そう思いながら手紙を番号順に並べてみる。すると
『ああ、貴方のことを考えると体がメラメラ燃え滾る。この思い貴方に届け』
と読めた。
怖っ!ストーカーか何かか!?一体何処の誰がこんな手紙を送ってきたんだ。
どうしよう…いっそのことこの手紙を見なかったことにしようか…
とりあえずこの手紙をシュレッダーにかけることにした。
◇ ◇ ◇
「――ということがあったんです」
「そう…ていうかなんで私に相談するの…?」
そんな怖いことがあった自分は金髪で黒いタイツの女性、マグマ星人に相談していた。
マグマ星人。かのウルトラマンレオの宿敵の一人でもある宇宙人でサーベルやフックを武器としている。

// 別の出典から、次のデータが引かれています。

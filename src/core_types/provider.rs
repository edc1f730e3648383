//! Provider trait and types for LLM delegation
//!
//! Defines the `LlmProvider` contract that backend delegates implement,
//! the `FromCredentials` construction contract, and the request/response
//! types shared across that boundary. The facade and its delegates speak
//! exactly this vocabulary; transport, retries, and the tool loop live
//! entirely behind the trait.

use serde::{Deserialize, Serialize};

use crate::core_types::messages::Message;
use crate::error::LlmResult;

/// Default token budget for a completion when the caller has no opinion.
pub const DEFAULT_MAX_TOKENS: u32 = 1024;

/// Default cap on tool-calling rounds before a delegate must stop looping.
pub const DEFAULT_MAX_ITERATIONS: u32 = 10;

/// Tool definition for LLM operations
#[derive(Debug, Clone, Serialize, Deserialize, PartialEq)]
pub struct Tool {
    /// Tool name - must be unique within a request
    pub name: String,
    /// Human-readable description
    pub description: String,
    /// JSON Schema defining the tool's input parameters
    pub parameters: serde_json::Value,
}

/// Tool invocation requested by the model
#[derive(Debug, Clone, Serialize, Deserialize, PartialEq)]
pub struct ToolUse {
    /// Unique identifier for this invocation
    pub id: String,
    /// Name of the tool to invoke
    pub name: String,
    /// Arguments to pass to the tool (as JSON)
    pub input: serde_json::Value,
}

/// Tool execution result to send back to the model
#[derive(Debug, Clone, Serialize, Deserialize, PartialEq)]
pub struct ToolResult {
    /// ID of the tool use this is responding to
    pub tool_use_id: String,
    /// Result content from the tool execution
    pub content: String,
    /// Whether this result represents an error
    pub is_error: bool,
}

/// Response format specification for structured output
#[derive(Debug, Clone, Serialize, Deserialize, PartialEq)]
pub struct ResponseFormat {
    /// Name of the JSON schema
    pub name: String,
    /// JSON schema specification
    pub schema: serde_json::Value,
}

/// Token usage information
#[derive(Debug, Clone, Serialize, Deserialize, PartialEq)]
pub struct TokenUsage {
    /// Number of tokens in the prompt
    pub prompt_tokens: u32,
    /// Number of tokens in the completion
    pub completion_tokens: u32,
    /// Total tokens used (prompt + completion)
    pub total_tokens: u32,
}

/// Response from LLM operations
#[derive(Debug, Clone, PartialEq)]
pub struct LlmResponse {
    /// Primary text content of the response
    pub content: String,
    /// Structured JSON response (if response_format was specified)
    pub structured_response: Option<serde_json::Value>,
    /// Tool invocations requested by the model (if any)
    pub tool_uses: Vec<ToolUse>,
    /// Token usage information
    pub usage: Option<TokenUsage>,
    /// Model that generated the response
    pub model: Option<String>,
    /// Raw response body for debugging
    pub raw_body: Option<String>,
}

/// Executes a single tool invocation on behalf of a delegate's tool loop.
///
/// Implemented for free by any matching closure, so callers can pass
/// `&|tool_use| ...` directly.
pub trait ToolExecutor: Send + Sync {
    fn execute(&self, tool_use: ToolUse) -> ToolResult;
}

impl<F> ToolExecutor for F
where
    F: Fn(ToolUse) -> ToolResult + Send + Sync,
{
    fn execute(&self, tool_use: ToolUse) -> ToolResult {
        self(tool_use)
    }
}

/// Construction contract for delegates.
///
/// A delegate is built from exactly a model identifier and a validated API
/// key; everything else it needs it must default internally.
pub trait FromCredentials: Sized {
    fn from_credentials(model: &str, api_key: &str) -> LlmResult<Self>;
}

/// Trait for LLM providers to implement
///
/// This is the contract between the facade and backend delegates, and the
/// facade implements it itself by pure delegation, so a wrapped provider is
/// substitutable wherever a delegate is.
#[async_trait::async_trait]
pub trait LlmProvider: Send + Sync {
    /// Generate a single completion.
    async fn complete(
        &self,
        messages: Vec<Message>,
        system: &str,
        tools: Option<Vec<Tool>>,
        max_tokens: u32,
        response_format: Option<ResponseFormat>,
        json_mode: bool,
    ) -> LlmResult<LlmResponse>;

    /// Run a tool-use loop until the model produces a final response.
    ///
    /// The implementation executes each requested tool through
    /// `tool_executor` and feeds results back, up to `max_iterations`
    /// rounds.
    async fn complete_with_tools(
        &self,
        messages: Vec<Message>,
        system: &str,
        tools: Vec<Tool>,
        tool_executor: &dyn ToolExecutor,
        max_iterations: u32,
    ) -> LlmResult<LlmResponse>;

    /// Get provider name for logging and debugging
    fn provider_name(&self) -> &'static str;
}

正直言って『門』の機能を知り始めた頃の自分なら絶対呼び出そうとしない相手だったが、なぜ相談できる仲になっているのかというと、
『友達を紹介したいの』
と先に友達になっていたローランに紹介されたのがこのマグマ星人だったのだ。
原作での関係では想像できなかったが、怪獣墓場に行ってから二人は交友を結んだらしく、偶に一緒に散歩するなどの仲に進展しているらしい。
最初は自分も相手も警戒していてぎこちなかったが色々悪さをしたのは昔の事らしく、今の性格は大分丸くなっているみたいだ。そういうことと、ある理由でこの相談をしたのだが、
「家族には話しにくいですし、それにマグマ星人さんってストーカーやってましたよね?」
「ち、ちょっと!?私はストーカーなんてやってないけど」
「いや、ローランさんに迫った挙句に殺そうとしてたじゃないですか。それを世間一般ではストーカーっていうんですよ」
「あの事については反省してるし…」
「とにかくそういう経験があるマグマ星人さんに相談したらなにかヒントが得られると思って呼んだんです」
相手が怪獣宇宙人なら警察より目には目を歯には歯をでこっちのがいいだろう。
「そ、そうね、ならあの宇宙警備隊に任せたらいいんじゃ…」
「宇宙警備隊はこの世界にはいないと思うんですけど」
確かにウルトラマンに任せるのがベターな方法かもしれないけどこの世界にはウルトラマンは実在しないのだ。
その後も話し合ったが結局いい解決方法は出なかった。